Dataset entries
^^^^
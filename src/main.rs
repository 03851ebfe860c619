mod core;
mod features;
mod modules;
mod shared;

use crate::core::config::Config;
use crate::core::database;
use crate::core::router::{build_router, swagger_routes, AppServices};
use crate::features::auth::repositories::PgRefreshTokenRepository;
use crate::features::auth::services::{AuthService, PasswordHasher, TokenService};
use crate::features::files::repositories::PgFileRepository;
use crate::features::files::services::{FileService, QuotaPolicy};
use crate::features::users::repositories::PgUserRepository;
use crate::features::users::services::{ProfileService, UserService};
use crate::modules::storage::{MinIOClient, ObjectStore};
use std::sync::Arc;
use tracing_subscriber::{layer::SubscriberExt, util::SubscriberInitExt};

fn main() -> anyhow::Result<()> {
    // Build Tokio runtime with configurable worker threads
    let worker_threads = std::env::var("TOKIO_WORKER_THREADS")
        .ok()
        .and_then(|s| s.parse().ok())
        .unwrap_or_else(|| {
            std::thread::available_parallelism()
                .map(|p| p.get())
                .unwrap_or(4)
        });

    let runtime = tokio::runtime::Builder::new_multi_thread()
        .worker_threads(worker_threads)
        .max_blocking_threads(worker_threads * 4)
        .enable_all()
        .build()?;

    runtime.block_on(async_main(worker_threads))
}

async fn async_main(worker_threads: usize) -> anyhow::Result<()> {
    // Load .env file BEFORE initializing logger so RUST_LOG is available
    let _ = dotenvy::dotenv();

    tracing_subscriber::registry()
        .with(
            tracing_subscriber::EnvFilter::try_from_default_env().unwrap_or_else(|_| "info".into()),
        )
        .with(tracing_subscriber::fmt::layer())
        .init();

    let config = Config::from_env().map_err(|e| anyhow::anyhow!(e))?;

    tracing::info!(
        "Configuration loaded: tokio_worker_threads={}, pid={}",
        worker_threads,
        std::process::id()
    );

    let pool = database::create_pool(&config.database).await?;
    tracing::info!("Database connection pool created");

    tracing::info!("Running database migrations...");
    sqlx::migrate!("./migrations")
        .run(&pool)
        .await
        .map_err(|e| anyhow::anyhow!("Migration failed: {}", e))?;
    tracing::info!("Database migrations completed successfully");

    let minio_client = MinIOClient::new(config.minio.clone())
        .map_err(|e| anyhow::anyhow!("Failed to initialize MinIO client: {}", e))?;
    minio_client
        .ensure_bucket_exists()
        .await
        .map_err(|e| anyhow::anyhow!("Failed to ensure MinIO bucket exists: {}", e))?;
    tracing::info!(
        "MinIO client initialized for bucket: {}",
        minio_client.bucket_name()
    );

    // Repositories
    let user_repository = Arc::new(PgUserRepository::new(pool.clone()));
    let file_repository = Arc::new(PgFileRepository::new(pool.clone()));
    let refresh_token_repository = Arc::new(PgRefreshTokenRepository::new(pool.clone()));

    // Services
    let token_service = Arc::new(TokenService::new(&config.jwt));
    let user_service = Arc::new(UserService::new(
        user_repository,
        PasswordHasher::new(config.jwt.bcrypt_cost),
    ));
    let auth_service = Arc::new(AuthService::new(
        Arc::clone(&user_service),
        Arc::clone(&token_service),
        refresh_token_repository,
        config.app.registration_enabled,
    ));
    tracing::info!(
        "Auth service initialized (registration {})",
        if config.app.registration_enabled {
            "enabled"
        } else {
            "disabled"
        }
    );

    let file_service = Arc::new(FileService::new(
        file_repository,
        Arc::new(minio_client),
        QuotaPolicy::new(config.storage.quota_bytes),
        config.app.max_upload_size,
    ));
    tracing::info!(
        "File service initialized (quota={} bytes, max upload={} bytes)",
        config.storage.quota_bytes,
        config.app.max_upload_size
    );

    let profile_service = Arc::new(ProfileService::new(
        user_service,
        Arc::clone(&auth_service),
        Arc::clone(&file_service),
    ));

    let app = build_router(
        AppServices {
            token_service,
            auth_service,
            profile_service,
            file_service,
        },
        &config.app,
    )
    .merge(swagger_routes(&config.swagger));

    // Start server
    let addr = config.app.server_address();
    let socket_addr: std::net::SocketAddr = addr
        .parse()
        .map_err(|e| anyhow::anyhow!("Invalid address: {}", e))?;

    // Use socket2 for TCP listener configuration
    let socket = socket2::Socket::new(
        socket2::Domain::for_address(socket_addr),
        socket2::Type::STREAM,
        Some(socket2::Protocol::TCP),
    )?;

    socket.set_reuse_address(true)?;
    #[cfg(unix)]
    socket.set_reuse_port(true)?;
    socket.set_nodelay(true)?;

    #[cfg(target_os = "linux")]
    {
        let keepalive = socket2::TcpKeepalive::new()
            .with_time(std::time::Duration::from_secs(60))
            .with_interval(std::time::Duration::from_secs(10))
            .with_retries(3);
        socket.set_tcp_keepalive(&keepalive)?;
    }
    #[cfg(not(target_os = "linux"))]
    {
        let keepalive = socket2::TcpKeepalive::new().with_time(std::time::Duration::from_secs(60));
        socket.set_tcp_keepalive(&keepalive)?;
    }

    socket.set_nonblocking(true)?;
    socket.bind(&socket_addr.into())?;
    socket.listen(1024)?;

    let listener = tokio::net::TcpListener::from_std(socket.into())?;
    tracing::info!("Server listening on http://{}", addr);
    tracing::info!("Swagger UI available at http://{}/swagger-ui/", addr);

    axum::serve(listener, app).await?;

    Ok(())
}
//! Authentication feature.
//!
//! Credentials are checked against bcrypt hashes in the users table. A
//! successful login yields a short-lived HS256 access token and a single-use
//! refresh token whose SHA-256 digest is persisted so it can be rotated and
//! revoked.

pub mod dtos;
pub mod handlers;
pub mod model;
pub mod repositories;
pub mod routes;
pub mod services;

pub use services::{AuthService, TokenService};
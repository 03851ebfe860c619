use chrono::{DateTime, Utc};
use serde::{Deserialize, Serialize};
use sqlx::FromRow;
use utoipa::ToSchema;

/// Identity established from a verified access token
#[derive(Debug, Clone, PartialEq, Eq, Serialize, Deserialize, ToSchema)]
pub struct AuthenticatedUser {
    pub user_id: i64,
    pub email: String,
}

/// Claims carried by an access token
#[derive(Debug, Clone, Serialize, Deserialize)]
pub struct AccessClaims {
    /// User id as a string
    pub sub: String,
    pub user_id: i64,
    pub email: String,
    pub iat: i64,
    pub exp: i64,
}

impl From<AccessClaims> for AuthenticatedUser {
    fn from(claims: AccessClaims) -> Self {
        Self {
            user_id: claims.user_id,
            email: claims.email,
        }
    }
}

/// Persisted refresh token. `id` is the hex SHA-256 of the opaque token.
#[derive(Debug, Clone, FromRow)]
#[allow(dead_code)]
pub struct RefreshToken {
    pub id: String,
    pub user_id: i64,
    pub expires_at: DateTime<Utc>,
    pub created_at: DateTime<Utc>,
    pub revoked: bool,
}

/// Freshly issued credentials
#[derive(Debug, Clone)]
pub struct TokenPair {
    pub access_token: String,
    pub refresh_token: String,
    pub access_expires_at: DateTime<Utc>,
    pub refresh_expires_at: DateTime<Utc>,
}
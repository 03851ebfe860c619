mod profile_dto;

pub use profile_dto::*;
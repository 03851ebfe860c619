use async_trait::async_trait;
use sqlx::PgPool;

use crate::core::database::handle_db_error;
use crate::core::error::{AppError, Result};
use crate::features::users::models::User;

const USER_COLUMNS: &str = "id, first_name, last_name, email, password_hash, created_at";
const EMAIL_TAKEN: &str = "A user with this email already exists";

/// User directory keyed by unique email.
///
/// Lookups and mutations of a missing user return `NotFound`; duplicate
/// emails return `Conflict`.
#[async_trait]
pub trait UserRepository: Send + Sync {
    async fn create(
        &self,
        first_name: &str,
        last_name: &str,
        email: &str,
        password_hash: &str,
    ) -> Result<User>;

    async fn get_by_email(&self, email: &str) -> Result<User>;

    async fn get_by_id(&self, id: i64) -> Result<User>;

    async fn update(
        &self,
        id: i64,
        first_name: &str,
        last_name: &str,
        password_hash: &str,
    ) -> Result<User>;

    async fn update_email(&self, old_email: &str, new_email: &str) -> Result<User>;

    /// Removes the user; files and refresh tokens go with it.
    async fn delete(&self, email: &str) -> Result<User>;
}

pub struct PgUserRepository {
    pool: PgPool,
}

impl PgUserRepository {
    pub fn new(pool: PgPool) -> Self {
        Self { pool }
    }
}

fn user_not_found() -> AppError {
    AppError::NotFound("User not found".to_string())
}

#[async_trait]
impl UserRepository for PgUserRepository {
    async fn create(
        &self,
        first_name: &str,
        last_name: &str,
        email: &str,
        password_hash: &str,
    ) -> Result<User> {
        let sql = format!(
            "INSERT INTO users (first_name, last_name, email, password_hash) \
             VALUES ($1, $2, $3, $4) RETURNING {USER_COLUMNS}"
        );

        sqlx::query_as::<_, User>(&sql)
            .bind(first_name)
            .bind(last_name)
            .bind(email)
            .bind(password_hash)
            .fetch_one(&self.pool)
            .await
            .map_err(|e| handle_db_error(e, EMAIL_TAKEN))
    }

    async fn get_by_email(&self, email: &str) -> Result<User> {
        let sql = format!("SELECT {USER_COLUMNS} FROM users WHERE email = $1");

        sqlx::query_as::<_, User>(&sql)
            .bind(email)
            .fetch_optional(&self.pool)
            .await?
            .ok_or_else(user_not_found)
    }

    async fn get_by_id(&self, id: i64) -> Result<User> {
        let sql = format!("SELECT {USER_COLUMNS} FROM users WHERE id = $1");

        sqlx::query_as::<_, User>(&sql)
            .bind(id)
            .fetch_optional(&self.pool)
            .await?
            .ok_or_else(user_not_found)
    }

    async fn update(
        &self,
        id: i64,
        first_name: &str,
        last_name: &str,
        password_hash: &str,
    ) -> Result<User> {
        let sql = format!(
            "UPDATE users SET first_name = $2, last_name = $3, password_hash = $4 \
             WHERE id = $1 RETURNING {USER_COLUMNS}"
        );

        sqlx::query_as::<_, User>(&sql)
            .bind(id)
            .bind(first_name)
            .bind(last_name)
            .bind(password_hash)
            .fetch_optional(&self.pool)
            .await?
            .ok_or_else(user_not_found)
    }

    async fn update_email(&self, old_email: &str, new_email: &str) -> Result<User> {
        let sql = format!(
            "UPDATE users SET email = $2 WHERE email = $1 RETURNING {USER_COLUMNS}"
        );

        sqlx::query_as::<_, User>(&sql)
            .bind(old_email)
            .bind(new_email)
            .fetch_optional(&self.pool)
            .await
            .map_err(|e| handle_db_error(e, EMAIL_TAKEN))?
            .ok_or_else(user_not_found)
    }

    async fn delete(&self, email: &str) -> Result<User> {
        let sql = format!("DELETE FROM users WHERE email = $1 RETURNING {USER_COLUMNS}");

        sqlx::query_as::<_, User>(&sql)
            .bind(email)
            .fetch_optional(&self.pool)
            .await?
            .ok_or_else(user_not_found)
    }
}
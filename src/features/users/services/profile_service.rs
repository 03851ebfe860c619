use std::sync::Arc;

use crate::core::error::{AppError, Result};
use crate::features::auth::dtos::AuthResponseDto;
use crate::features::auth::model::AuthenticatedUser;
use crate::features::auth::services::AuthService;
use crate::features::files::services::FileService;
use crate::features::users::dtos::{
    ChangeEmailDto, DeleteAccountDto, UpdateProfileDto, UserResponseDto,
};
use crate::features::users::models::User;
use crate::features::users::services::UserService;

/// Self-service account management for the authenticated user.
///
/// Every mutation re-checks the password. The account row is looked up by
/// id, so an access token issued before an email change still resolves.
pub struct ProfileService {
    users: Arc<UserService>,
    auth: Arc<AuthService>,
    files: Arc<FileService>,
}

impl ProfileService {
    pub fn new(users: Arc<UserService>, auth: Arc<AuthService>, files: Arc<FileService>) -> Self {
        Self { users, auth, files }
    }

    pub async fn get_profile(&self, user: &AuthenticatedUser) -> Result<UserResponseDto> {
        let current = self.users.get_user_by_id(user.user_id).await?;
        Ok(current.into())
    }

    /// Replace names, and the password when `new_password` is set.
    /// A password change revokes every refresh token of the user.
    pub async fn update_profile(
        &self,
        user: &AuthenticatedUser,
        dto: UpdateProfileDto,
    ) -> Result<UserResponseDto> {
        let current = self.verify_password(user, &dto.current_password).await?;

        let password_hash = match &dto.new_password {
            Some(new_password) => self.users.hash_password(new_password).await?,
            None => current.password_hash.clone(),
        };

        let updated = self
            .users
            .update_user(current.id, &dto.first_name, &dto.last_name, &password_hash)
            .await?;

        if dto.new_password.is_some() {
            self.auth.revoke_all_sessions(current.id).await?;
        }

        Ok(updated.into())
    }

    /// Change the login email. Existing sessions are revoked and a new token
    /// pair carrying the new email is returned.
    pub async fn change_email(
        &self,
        user: &AuthenticatedUser,
        dto: ChangeEmailDto,
    ) -> Result<AuthResponseDto> {
        let current = self.verify_password(user, &dto.password).await?;

        let updated = self
            .users
            .update_user_email(&current.email, &dto.new_email)
            .await?;

        self.auth.revoke_all_sessions(updated.id).await?;
        let tokens = self.auth.issue_token_pair(updated.id, &updated.email).await?;

        Ok(AuthResponseDto {
            tokens,
            user: updated.into(),
        })
    }

    /// Delete the account with its file objects; rows and refresh tokens
    /// cascade with the user.
    pub async fn delete_account(
        &self,
        user: &AuthenticatedUser,
        dto: DeleteAccountDto,
    ) -> Result<()> {
        let current = self.verify_password(user, &dto.password).await?;

        // The token may predate an email change; purge as the stored account
        let owner = AuthenticatedUser::from(&current);
        let purged = self.files.purge_owner_objects(&owner).await?;
        self.users.delete_user(&current.email).await?;

        tracing::info!(
            "Account deleted: id={}, objects removed={}",
            current.id,
            purged
        );
        Ok(())
    }

    async fn verify_password(&self, user: &AuthenticatedUser, password: &str) -> Result<User> {
        let current = match self.users.get_user_by_id(user.user_id).await {
            Ok(current) => current,
            Err(AppError::NotFound(_)) => {
                return Err(AppError::Unauthorized("Account no longer exists".to_string()))
            }
            Err(e) => return Err(e),
        };

        self.users
            .authenticate(&current.email, password)
            .await?
            .ok_or_else(|| AppError::Unauthorized("Invalid password".to_string()))
    }
}
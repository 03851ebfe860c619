use std::sync::Arc;
use tracing::{debug, error, info, warn};

use crate::core::error::{AppError, Result};
use crate::features::auth::model::AuthenticatedUser;
use crate::features::files::dtos::CreateFileMetadataDto;
use crate::features::files::models::{File, FileStatus, NewFile};
use crate::features::files::repositories::FileRepository;
use crate::features::files::services::quota::{QuotaPolicy, StorageInfo};
use crate::modules::storage::ObjectStore;

/// Object key for a file: `{owner_id}/{original_name}`
pub fn object_key(owner_id: i64, original_name: &str) -> String {
    format!("{}/{}", owner_id, original_name)
}

/// Service for file operations.
///
/// Metadata and content live in different stores with no shared
/// transaction, so each operation applies its writes in a fixed order:
/// metadata is registered before content is uploaded, content is written
/// before the row is marked active, and objects are removed before rows.
pub struct FileService {
    files: Arc<dyn FileRepository>,
    store: Arc<dyn ObjectStore>,
    quota: QuotaPolicy,
    max_upload_size: usize,
}

impl FileService {
    pub fn new(
        files: Arc<dyn FileRepository>,
        store: Arc<dyn ObjectStore>,
        quota: QuotaPolicy,
        max_upload_size: usize,
    ) -> Self {
        Self {
            files,
            store,
            quota,
            max_upload_size,
        }
    }

    pub fn max_upload_size(&self) -> usize {
        self.max_upload_size
    }

    /// Register a `pending` metadata row, provided the declared size fits the quota
    pub async fn register_metadata(
        &self,
        user: &AuthenticatedUser,
        dto: CreateFileMetadataDto,
    ) -> Result<File> {
        if dto.size_in_bytes > self.max_upload_size as i64 {
            return Err(AppError::BadRequest(format!(
                "File too large. Maximum size is {} bytes",
                self.max_upload_size
            )));
        }

        let used = self.files.get_total_used_space(user).await?;
        self.quota.check_registration(used, dto.size_in_bytes)?;

        let file = self
            .files
            .save(NewFile {
                user_id: user.user_id,
                s3_key: object_key(user.user_id, &dto.original_name),
                s3_bucket: self.store.bucket_name(),
                original_name: dto.original_name,
                mime_type: dto.mime_type,
                size_in_bytes: dto.size_in_bytes,
                is_public: dto.is_public,
            })
            .await?;

        info!(
            "File metadata registered: id={}, owner={}, size={}",
            file.id, file.user_id, file.size_in_bytes
        );
        Ok(file)
    }

    /// Store content for a registered file and mark it active.
    ///
    /// The quota is checked again against the real length before any bytes
    /// are written.
    pub async fn upload_content(
        &self,
        user: &AuthenticatedUser,
        file_id: i64,
        data: Vec<u8>,
    ) -> Result<File> {
        if data.len() > self.max_upload_size {
            return Err(AppError::BadRequest(format!(
                "File too large. Maximum size is {} bytes",
                self.max_upload_size
            )));
        }

        let file = self.files.get_owned_by_id(user, file_id).await?;
        let actual = data.len() as i64;

        let used = self.files.get_total_used_space(user).await?;
        self.quota.check_upload(used, file.size_in_bytes, actual)?;

        if actual != file.size_in_bytes {
            debug!(
                "Upload size differs from declared size: id={}, declared={}, actual={}",
                file.id, file.size_in_bytes, actual
            );
        }

        self.store
            .save_file(&file.s3_key, data, &file.mime_type)
            .await?;

        // A failure here leaves a pending row whose object already exists
        let file = self
            .files
            .mark_uploaded(user, file.id, actual)
            .await?;

        info!(
            "File content uploaded: id={}, bucket={}, size={}",
            file.id, file.s3_bucket, actual
        );
        Ok(file)
    }

    pub async fn list_files(&self, user: &AuthenticatedUser) -> Result<Vec<File>> {
        self.files.list(user).await
    }

    pub async fn get_file_info(&self, user: &AuthenticatedUser, name: &str) -> Result<File> {
        self.files
            .get_by_original_name_and_user_email(user, name)
            .await
    }

    /// Metadata by id: the owner's files, and public files of anyone
    pub async fn get_file_info_by_id(
        &self,
        user: &AuthenticatedUser,
        file_id: i64,
    ) -> Result<File> {
        self.files.get_readable_by_id(user, file_id).await
    }

    /// Owner-only download by name
    pub async fn download_by_name(
        &self,
        user: &AuthenticatedUser,
        name: &str,
    ) -> Result<(File, Vec<u8>)> {
        let file = self
            .files
            .get_by_original_name_and_user_email(user, name)
            .await?;
        self.read_content(file).await
    }

    /// Download by id: allowed for the owner and, for public files, anyone authenticated
    pub async fn download_by_id(
        &self,
        user: &AuthenticatedUser,
        file_id: i64,
    ) -> Result<(File, Vec<u8>)> {
        let file = self.files.get_readable_by_id(user, file_id).await?;
        self.read_content(file).await
    }

    async fn read_content(&self, file: File) -> Result<(File, Vec<u8>)> {
        if !file.status.has_content() {
            return Err(AppError::NotFound(
                "File content has not been uploaded".to_string(),
            ));
        }

        let data = self.store.get_file(&file.s3_key).await?;
        Ok((file, data))
    }

    /// Rename a file and move its object.
    ///
    /// The row is renamed first so name conflicts are caught by the database.
    /// If moving the object then fails, the row is renamed back.
    pub async fn rename_file(
        &self,
        user: &AuthenticatedUser,
        old_name: &str,
        new_name: &str,
    ) -> Result<File> {
        let file = self
            .files
            .get_by_original_name_and_user_email(user, old_name)
            .await?;

        if old_name == new_name {
            return Ok(file);
        }

        let new_key = object_key(file.user_id, new_name);
        let renamed = self
            .files
            .rename(user, old_name, new_name, &new_key)
            .await?;

        if file.status.has_content() {
            if let Err(e) = self.store.rename_file(&file.s3_key, &new_key).await {
                warn!(
                    "Moving object for file {} failed, restoring name '{}': {}",
                    file.id, old_name, e
                );
                if let Err(undo) = self
                    .files
                    .rename(user, new_name, old_name, &file.s3_key)
                    .await
                {
                    error!(
                        "Could not restore file {} to '{}' after failed move: {}",
                        file.id, old_name, undo
                    );
                }
                return Err(e);
            }
        }

        info!("File renamed: id={}", renamed.id);
        Ok(renamed)
    }

    pub async fn change_visibility(
        &self,
        user: &AuthenticatedUser,
        name: &str,
        is_public: bool,
    ) -> Result<File> {
        self.files
            .change_visibility(user, name, is_public)
            .await
    }

    pub async fn set_status(
        &self,
        user: &AuthenticatedUser,
        name: &str,
        status: FileStatus,
    ) -> Result<File> {
        self.files.set_status(user, name, status).await
    }

    /// Delete a file. Object removal is best effort; the row is always removed.
    pub async fn delete_file(&self, user: &AuthenticatedUser, name: &str) -> Result<File> {
        let file = self
            .files
            .get_by_original_name_and_user_email(user, name)
            .await?;

        if file.status.has_content() {
            if let Err(e) = self.store.delete_file(&file.s3_key).await {
                warn!(
                    "Failed to delete object '{}' for file {}: {}",
                    file.s3_key, file.id, e
                );
            }
        }

        let deleted = self.files.delete(user, name).await?;
        info!("File deleted: id={}", deleted.id);
        Ok(deleted)
    }

    pub async fn storage_info(&self, user: &AuthenticatedUser) -> Result<StorageInfo> {
        let used = self.files.get_total_used_space(user).await?;
        Ok(self.quota.storage_info(used))
    }

    /// Best-effort removal of every object owned by `owner`, ahead of
    /// deleting the account. Returns how many objects were removed.
    pub async fn purge_owner_objects(&self, owner: &AuthenticatedUser) -> Result<usize> {
        let files = self.files.list(owner).await?;
        let mut removed = 0;

        for file in files.iter().filter(|f| f.status.has_content()) {
            match self.store.delete_file(&file.s3_key).await {
                Ok(()) => removed += 1,
                Err(e) => warn!(
                    "Failed to delete object '{}' for file {}: {}",
                    file.s3_key, file.id, e
                ),
            }
        }

        Ok(removed)
    }
}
^^^^
Search the records for the string "derive" and report each line that has it.

◆ ANSWER TO THE EXERCISE:
#[derive(Debug, Clone, PartialEq, Eq, Serialize, Deserialize, ToSchema)]
#[derive(Debug, Clone, Serialize, Deserialize)]
#[derive(Debug, Clone, FromRow)]
#[derive(Debug, Clone)]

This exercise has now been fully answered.